AVAILABLE DATA
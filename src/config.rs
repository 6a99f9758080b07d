use anyhow::Result;
use serde::Deserialize;
use std::path::PathBuf;
use std::time::Duration;

use crate::audio::MicConfig;
use crate::notes::NotesApiConfig;
use crate::session::SessionConfig;

#[derive(Debug, Clone, Deserialize)]
#[serde(default)]
pub struct Config {
    pub service: ServiceConfig,
    pub session: SessionSettings,
    pub audio: AudioConfig,
    pub transcription: TranscriptionConfig,
    pub notes: NotesSettings,
}

#[derive(Debug, Clone, Deserialize)]
#[serde(default)]
pub struct ServiceConfig {
    pub name: String,
    pub http: HttpConfig,
}

#[derive(Debug, Clone, Deserialize)]
#[serde(default)]
pub struct HttpConfig {
    pub bind: String,
    pub port: u16,
}

#[derive(Debug, Clone, Deserialize)]
#[serde(default)]
pub struct SessionSettings {
    /// Maximum active recording time per session, in seconds
    pub cap_secs: u64,
    /// Maximum duration of one captured segment, in seconds
    pub segment_secs: u64,
    /// State re-check interval while paused, in milliseconds
    pub pause_poll_ms: u64,
}

#[derive(Debug, Clone, Deserialize)]
#[serde(default)]
pub struct AudioConfig {
    /// Input device name; default device if unset
    pub device: Option<String>,
    /// Peak amplitude below which a capture window counts as silence
    pub silence_threshold: f32,
    /// Where to save session WAVs; recordings are not kept if unset
    pub recordings_path: Option<String>,
}

#[derive(Debug, Clone, Deserialize)]
#[serde(default)]
pub struct TranscriptionConfig {
    /// Base URL of the transcription service
    pub base_url: String,
}

#[derive(Debug, Clone, Deserialize)]
#[serde(default)]
pub struct NotesSettings {
    pub base_url: String,
    pub model: String,
    pub api_key_env: String,
}

impl Default for ServiceConfig {
    fn default() -> Self {
        Self {
            name: "transcript-notes".to_string(),
            http: HttpConfig::default(),
        }
    }
}

impl Default for HttpConfig {
    fn default() -> Self {
        Self {
            bind: "127.0.0.1".to_string(),
            port: 5050,
        }
    }
}

impl Default for SessionSettings {
    fn default() -> Self {
        Self {
            cap_secs: 1800,
            segment_secs: 5,
            pause_poll_ms: 200,
        }
    }
}

impl Default for AudioConfig {
    fn default() -> Self {
        Self {
            device: None,
            silence_threshold: 0.01,
            recordings_path: None,
        }
    }
}

impl Default for TranscriptionConfig {
    fn default() -> Self {
        Self {
            base_url: "http://localhost:5000".to_string(),
        }
    }
}

impl Default for NotesSettings {
    fn default() -> Self {
        let api = NotesApiConfig::default();
        Self {
            base_url: api.base_url,
            model: api.model,
            api_key_env: api.api_key_env,
        }
    }
}

impl Default for Config {
    fn default() -> Self {
        Self {
            service: ServiceConfig::default(),
            session: SessionSettings::default(),
            audio: AudioConfig::default(),
            transcription: TranscriptionConfig::default(),
            notes: NotesSettings::default(),
        }
    }
}

impl Config {
    /// Load configuration from a TOML file, falling back to defaults when the
    /// file (or any setting) is absent.
    pub fn load(path: &str) -> Result<Self> {
        let settings = config::Config::builder()
            .add_source(config::File::with_name(path).required(false))
            .build()?;

        Ok(settings.try_deserialize()?)
    }

    /// Session configuration derived from the settings, with an optional
    /// caller-provided id and overrides.
    pub fn session_config(&self, session_id: Option<String>) -> SessionConfig {
        SessionConfig {
            session_id: session_id
                .unwrap_or_else(|| format!("session-{}", uuid::Uuid::new_v4())),
            cap: Duration::from_secs(self.session.cap_secs),
            segment_limit: Duration::from_secs(self.session.segment_secs),
            pause_poll: Duration::from_millis(self.session.pause_poll_ms),
            save_dir: self.audio.recordings_path.as_ref().map(PathBuf::from),
        }
    }

    /// Microphone configuration derived from the settings
    pub fn mic_config(&self) -> MicConfig {
        MicConfig {
            device: self.audio.device.clone(),
            silence_threshold: self.audio.silence_threshold,
        }
    }

    /// Notes API configuration derived from the settings
    pub fn notes_config(&self) -> NotesApiConfig {
        NotesApiConfig {
            base_url: self.notes.base_url.clone(),
            model: self.notes.model.clone(),
            api_key_env: self.notes.api_key_env.clone(),
        }
    }
}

YOUR GOAL
The full set of records is to be written out once more, word for word.

SOLUTION TO THIS EXERCISE
filename src/config.rs
repository 6a99f9758080b07d
use anyhow::Result;
use serde::Deserialize;
use std::path::PathBuf;
use std::time::Duration;

use crate::audio::MicConfig;
use crate::notes::NotesApiConfig;
use crate::session::SessionConfig;

#[derive(Debug, Clone, Deserialize)]
#[serde(default)]
pub struct Config {
    pub service: ServiceConfig,
    pub session: SessionSettings,
    pub audio: AudioConfig,
    pub transcription: TranscriptionConfig,
    pub notes: NotesSettings,
}

#[derive(Debug, Clone, Deserialize)]
#[serde(default)]
pub struct ServiceConfig {
    pub name: String,
    pub http: HttpConfig,
}

#[derive(Debug, Clone, Deserialize)]
#[serde(default)]
pub struct HttpConfig {
    pub bind: String,
    pub port: u16,
}

#[derive(Debug, Clone, Deserialize)]
#[serde(default)]
pub struct SessionSettings {
    /// Maximum active recording time per session, in seconds
    pub cap_secs: u64,
    /// Maximum duration of one captured segment, in seconds
    pub segment_secs: u64,
    /// State re-check interval while paused, in milliseconds
    pub pause_poll_ms: u64,
}

#[derive(Debug, Clone, Deserialize)]
#[serde(default)]
pub struct AudioConfig {
    /// Input device name; default device if unset
    pub device: Option<String>,
    /// Peak amplitude below which a capture window counts as silence
    pub silence_threshold: f32,
    /// Where to save session WAVs; recordings are not kept if unset
    pub recordings_path: Option<String>,
}

#[derive(Debug, Clone, Deserialize)]
#[serde(default)]
pub struct TranscriptionConfig {
    /// Base URL of the transcription service
    pub base_url: String,
}

#[derive(Debug, Clone, Deserialize)]
#[serde(default)]
pub struct NotesSettings {
    pub base_url: String,
    pub model: String,
    pub api_key_env: String,
}

impl Default for ServiceConfig {
    fn default() -> Self {
        Self {
            name: "transcript-notes".to_string(),
            http: HttpConfig::default(),
        }
    }
}

impl Default for HttpConfig {
    fn default() -> Self {
        Self {
            bind: "127.0.0.1".to_string(),
            port: 5050,
        }
    }
}

impl Default for SessionSettings {
    fn default() -> Self {
        Self {
            cap_secs: 1800,
            segment_secs: 5,
            pause_poll_ms: 200,
        }
    }
}

impl Default for AudioConfig {
    fn default() -> Self {
        Self {
            device: None,
            silence_threshold: 0.01,
            recordings_path: None,
        }
    }
}

impl Default for TranscriptionConfig {
    fn default() -> Self {
        Self {
            base_url: "http://localhost:5000".to_string(),
        }
    }
}

impl Default for NotesSettings {
    fn default() -> Self {
        let api = NotesApiConfig::default();
        Self {
            base_url: api.base_url,
            model: api.model,
            api_key_env: api.api_key_env,
        }
    }
}

impl Default for Config {
    fn default() -> Self {
        Self {
            service: ServiceConfig::default(),
            session: SessionSettings::default(),
            audio: AudioConfig::default(),
            transcription: TranscriptionConfig::default(),
            notes: NotesSettings::default(),
        }
    }
}

impl Config {
    /// Load configuration from a TOML file, falling back to defaults when the
    /// file (or any setting) is absent.
    pub fn load(path: &str) -> Result<Self> {
        let settings = config::Config::builder()
            .add_source(config::File::with_name(path).required(false))
            .build()?;

        Ok(settings.try_deserialize()?)
    }

    /// Session configuration derived from the settings, with an optional
    /// caller-provided id and overrides.
    pub fn session_config(&self, session_id: Option<String>) -> SessionConfig {
        SessionConfig {
            session_id: session_id
                .unwrap_or_else(|| format!("session-{}", uuid::Uuid::new_v4())),
            cap: Duration::from_secs(self.session.cap_secs),
            segment_limit: Duration::from_secs(self.session.segment_secs),
            pause_poll: Duration::from_millis(self.session.pause_poll_ms),
            save_dir: self.audio.recordings_path.as_ref().map(PathBuf::from),
        }
    }

    /// Microphone configuration derived from the settings
    pub fn mic_config(&self) -> MicConfig {
        MicConfig {
            device: self.audio.device.clone(),
            silence_threshold: self.audio.silence_threshold,
        }
    }

    /// Notes API configuration derived from the settings
    pub fn notes_config(&self) -> NotesApiConfig {
        NotesApiConfig {
            base_url: self.notes.base_url.clone(),
            model: self.notes.model.clone(),
            api_key_env: self.notes.api_key_env.clone(),
        }
    }
}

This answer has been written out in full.